Illustrators have long since discovered the graphic possibilities in Lovecraft’s stories of monsters and monstrous deities intent of preying on the world. There are lots of wonderful images of Cthulhu, the octopus headed giant asleep in his palace beneath the sea, or Azathoth and Shoggoths, Lloigers and the Old Ones. Someday soon there will be some large budget movie that attempts to capture the whole vision in lavish computer generated animation. Sadly, it’s only a matter of time.
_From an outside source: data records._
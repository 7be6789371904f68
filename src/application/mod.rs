//! Application layer - Use cases and port interfaces
//!
//! Contains the core business operations and trait definitions
//! for external system interactions.

pub mod overlay;
pub mod poller;
pub mod ports;
pub mod recording;

// Re-export use cases
pub use overlay::OverlayController;
pub use poller::{ForegroundPoller, PollerHandle};
pub use recording::{RecordingConfig, RecordingController, RecordingError};
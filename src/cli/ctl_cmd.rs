//! Ctl command handler - sends commands to the running service

use super::args::CtlAction;
use super::presenter::Presenter;
use super::socket::{ControlSocketClient, SocketPath};

/// Handle ctl subcommand
pub async fn handle_ctl_command(
    action: CtlAction,
    presenter: &mut Presenter,
) -> Result<(), String> {
    let client = ControlSocketClient::new(SocketPath::new());

    // Check if the service is running
    if !client.is_service_running() {
        return Err("No service running. Start with: screenrec".to_string());
    }

    let cmd = match action {
        CtlAction::Expand => "expand",
        CtlAction::Start => "start",
        CtlAction::Back => "back",
        CtlAction::Close => "close",
        CtlAction::Status => "status",
    };

    presenter.start_spinner("Contacting service...");
    let result = client.send_command(cmd).await;
    presenter.stop_spinner();

    let response = result.map_err(|e| format!("Failed to communicate with service: {}", e))?;

    let response = response.trim();

    match action {
        CtlAction::Status => {
            presenter.output(response);
        }
        _ => {
            if let Some(stripped) = response.strip_prefix("error:") {
                return Err(stripped.trim().to_string());
            }
            presenter.info(&format!("Command sent: {}", cmd));
        }
    }

    Ok(())
}
//! ScreenRec - screen recorder with a floating overlay
//!
//! This crate provides the core functionality for recording the screen
//! into H.264 video files while a small floating overlay tracks the
//! desktop and offers start/stop controls.
//!
//! # Architecture
//!
//! The crate follows hexagonal (ports & adapters) architecture:
//!
//! - **Domain**: Core business logic, value objects, entities, and errors
//! - **Application**: Use cases and port interfaces (traits)
//! - **Infrastructure**: Adapter implementations (FFmpeg, xdotool, storage, etc.)
//! - **CLI**: Command-line interface, argument parsing, and signal handling
//! - **GUI**: Floating overlay views (Linux only, uses Wayland layer-shell)

pub mod application;
pub mod cli;
pub mod domain;
#[cfg(target_os = "linux")]
pub mod gui;
pub mod infrastructure;
//! Shared app plumbing: exit codes and config resolution

use std::env;

use crate::application::ports::ConfigStore;
use crate::domain::config::AppConfig;
use crate::infrastructure::XdgConfigStore;

/// Exit codes
pub const EXIT_SUCCESS: u8 = 0;
pub const EXIT_ERROR: u8 = 1;
pub const EXIT_USAGE_ERROR: u8 = 2;

/// Load and merge configuration from file, env, and CLI
pub async fn load_merged_config(cli_config: AppConfig) -> AppConfig {
    let store = XdgConfigStore::new();
    let file_config = store.load().await.unwrap_or_else(|_| AppConfig::empty());

    // Build env config
    let env_config = AppConfig {
        output_dir: env::var("SCREENREC_OUTPUT_DIR").ok().filter(|s| !s.is_empty()),
        ..Default::default()
    };

    // Merge: defaults < file < env < cli
    AppConfig::defaults()
        .merge(file_config)
        .merge(env_config)
        .merge(cli_config)
}
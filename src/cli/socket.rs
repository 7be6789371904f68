//! Unix Domain Socket communication for service control

use std::io;
use std::path::{Path, PathBuf};

use tokio::io::{AsyncBufReadExt, AsyncWriteExt, BufReader};
use tokio::net::{UnixListener, UnixStream};
use tokio::sync::mpsc;

use super::signals::ServiceSignal;
use crate::domain::capture::SessionState;
use crate::domain::overlay::{OverlayCommand, OverlayState};

/// Overlay and session state reported to status queries
#[derive(Debug, Clone, Copy, PartialEq, Eq)]
pub struct ServiceStatus {
    pub overlay: OverlayState,
    pub session: SessionState,
}

/// Socket path resolver
#[derive(Debug, Clone)]
pub struct SocketPath {
    path: PathBuf,
}

impl SocketPath {
    /// Create socket path, preferring XDG_RUNTIME_DIR
    pub fn new() -> Self {
        let path = std::env::var("XDG_RUNTIME_DIR")
            .map(|dir| PathBuf::from(dir).join("screenrec.sock"))
            .unwrap_or_else(|_| std::env::temp_dir().join("screenrec.sock"));
        Self { path }
    }

    /// Get the socket path
    pub fn path(&self) -> &Path {
        &self.path
    }

    /// Check if socket file exists
    pub fn exists(&self) -> bool {
        self.path.exists()
    }

    /// Remove socket file if it exists
    pub fn cleanup(&self) -> io::Result<()> {
        if self.path.exists() {
            std::fs::remove_file(&self.path)?;
        }
        Ok(())
    }
}

impl Default for SocketPath {
    fn default() -> Self {
        Self::new()
    }
}

/// Control socket server - listens for overlay commands
pub struct ControlSocketServer {
    socket_path: SocketPath,
    listener: Option<UnixListener>,
}

impl ControlSocketServer {
    /// Create a new socket server
    pub fn new(socket_path: SocketPath) -> Self {
        Self {
            socket_path,
            listener: None,
        }
    }

    /// Bind to the socket
    pub fn bind(&mut self) -> io::Result<()> {
        // Remove stale socket file if it exists
        self.socket_path.cleanup()?;

        let listener = UnixListener::bind(self.socket_path.path())?;
        self.listener = Some(listener);
        Ok(())
    }

    /// Get the socket path
    pub fn path(&self) -> &Path {
        self.socket_path.path()
    }

    /// Accept and handle connections
    ///
    /// Runs in a loop, accepting connections and forwarding commands to
    /// the service loop. The status_fn is called per status query.
    pub async fn run<F>(&self, tx: mpsc::Sender<ServiceSignal>, status_fn: F) -> io::Result<()>
    where
        F: Fn() -> ServiceStatus + Send + Sync + 'static,
    {
        let listener = self
            .listener
            .as_ref()
            .ok_or_else(|| io::Error::new(io::ErrorKind::NotConnected, "Socket not bound"))?;

        loop {
            match listener.accept().await {
                Ok((stream, _addr)) => {
                    let tx = tx.clone();
                    let status = status_fn();
                    tokio::spawn(async move {
                        if let Err(e) = handle_connection(stream, tx, status).await {
                            eprintln!("Socket connection error: {}", e);
                        }
                    });
                }
                Err(e) => {
                    eprintln!("Socket accept error: {}", e);
                }
            }
        }
    }

    /// Cleanup socket file
    pub fn cleanup(&self) {
        let _ = self.socket_path.cleanup();
    }
}

impl Drop for ControlSocketServer {
    fn drop(&mut self) {
        self.cleanup();
    }
}

/// Parse a wire command into an overlay command
fn parse_command(cmd: &str) -> Option<OverlayCommand> {
    match cmd {
        "expand" => Some(OverlayCommand::Expand),
        "start" => Some(OverlayCommand::Start),
        "back" => Some(OverlayCommand::Back),
        "close" => Some(OverlayCommand::Close),
        _ => None,
    }
}

/// Handle a single client connection
async fn handle_connection(
    stream: UnixStream,
    tx: mpsc::Sender<ServiceSignal>,
    status: ServiceStatus,
) -> io::Result<()> {
    let (reader, mut writer) = stream.into_split();
    let mut reader = BufReader::new(reader);
    let mut line = String::new();

    // Read command
    reader.read_line(&mut line).await?;
    let cmd = line.trim();

    // Process command
    let response = match cmd {
        "status" => format!("overlay={} session={}\n", status.overlay, status.session),
        _ => match parse_command(cmd) {
            Some(command) => {
                let _ = tx.send(ServiceSignal::Overlay(command)).await;
                "ok\n".to_string()
            }
            None => "error: unknown command\n".to_string(),
        },
    };

    writer.write_all(response.as_bytes()).await?;
    writer.flush().await?;

    Ok(())
}

/// Control socket client - connects and sends commands
pub struct ControlSocketClient {
    socket_path: SocketPath,
}

impl ControlSocketClient {
    /// Create a new socket client
    pub fn new(socket_path: SocketPath) -> Self {
        Self { socket_path }
    }

    /// Check if the service appears to be running (socket exists)
    pub fn is_service_running(&self) -> bool {
        self.socket_path.exists()
    }

    /// Send a command and receive response
    pub async fn send_command(&self, cmd: &str) -> io::Result<String> {
        let stream = UnixStream::connect(self.socket_path.path()).await?;
        let (reader, mut writer) = stream.into_split();

        // Send command
        writer.write_all(format!("{}\n", cmd).as_bytes()).await?;
        writer.flush().await?;

        // Read response
        let mut reader = BufReader::new(reader);
        let mut response = String::new();
        reader.read_line(&mut response).await?;

        Ok(response)
    }
}

#[cfg(test)]
mod tests {
    use super::*;

    #[test]
    fn socket_path_uses_xdg_runtime_dir() {
        let path = std::env::var("XDG_RUNTIME_DIR")
            .map(|dir| PathBuf::from(dir).join("screenrec.sock"))
            .unwrap_or_else(|_| std::env::temp_dir().join("screenrec.sock"));

        let socket_path = SocketPath::new();
        assert_eq!(socket_path.path(), path.as_path());
    }

    #[test]
    fn wire_commands_map_to_overlay_commands() {
        assert_eq!(parse_command("expand"), Some(OverlayCommand::Expand));
        assert_eq!(parse_command("start"), Some(OverlayCommand::Start));
        assert_eq!(parse_command("back"), Some(OverlayCommand::Back));
        assert_eq!(parse_command("close"), Some(OverlayCommand::Close));
        assert_eq!(parse_command("toggle"), None);
        assert_eq!(parse_command(""), None);
    }

    #[tokio::test]
    async fn server_round_trip() {
        let path = std::env::temp_dir().join(format!("screenrec-test-{}.sock", std::process::id()));
        let socket_path = SocketPath {
            path: path.clone(),
        };

        let mut server = ControlSocketServer::new(socket_path.clone());
        server.bind().unwrap();

        let (tx, mut rx) = mpsc::channel(4);
        tokio::spawn(async move {
            let _ = server
                .run(tx, || ServiceStatus {
                    overlay: OverlayState::ShowingSmall,
                    session: SessionState::Idle,
                })
                .await;
        });

        let client = ControlSocketClient::new(socket_path);
        assert!(client.is_service_running());

        let response = client.send_command("expand").await.unwrap();
        assert_eq!(response.trim(), "ok");
        assert_eq!(
            rx.recv().await,
            Some(ServiceSignal::Overlay(OverlayCommand::Expand))
        );

        let response = client.send_command("status").await.unwrap();
        assert_eq!(response.trim(), "overlay=small session=idle");

        let response = client.send_command("bogus").await.unwrap();
        assert!(response.starts_with("error:"));

        let _ = std::fs::remove_file(&path);
    }
}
I sensed that this movie was something better than that when I saw how the director used images of the ocean, casting it as a vast but none-to-comforting alternative to the complicated and frustrating world on the land. Most importantly there’s the conflict of Russ, a college professor whose open homosexuality has brought him into conflict with his family’s constricting religious beliefs.
This conflict itself is a worthy basis for a wholly “serious” film, and would benefit from all the clichés that would place it firmly in the Drama section of your local Video Bargainville. But inevitably there would be a lot that’s lost.
Along with being a good writer of scary fiction, HP Lovecraft was able to root out and exploit the sensation of feeling like a stranger in your own flesh in a way no other writer could, not even Edgar Allen Poe. The creative team of Dan Gildark and Grant Cogswell are absolutely right in approaching Lovecraft’s work from this angle, of using Lovecraft’s storytelling with all it’s grim suggestiveness and slow emergence of unearthly details to explore the way the judgments of modern conservatism can suffocate the sense of individuality in anyone who is different.
Images of the ocean are used brilliantly in this film. As the inevitable apocalypse draws near, two mysterious barges dominate the seascape. The plot is driven forward by a white-bearded old sailor who admits to going out on the sea for five days tripping on acid when he netted a creature that was “like a gigantic baby.” Russ’s early memories of his first romance, simultaneously sublime and profane, play out on the planks and struts of an old pier. And a scene of predatory seduction is carried out in front of an aquarium tank where two massive polar bears swim and gobble fish.
With all its quiet, slow moving scenes this movie is exactly the sort of guilty pleasure I love best in movies. Its quality is likely to go unrecognized for some time by people who need everything to fit into their perfect pigeonholes. Don’t believe such critics. If you’re looking for inspiration and new ways to make storytelling fresh, this is a great place to go.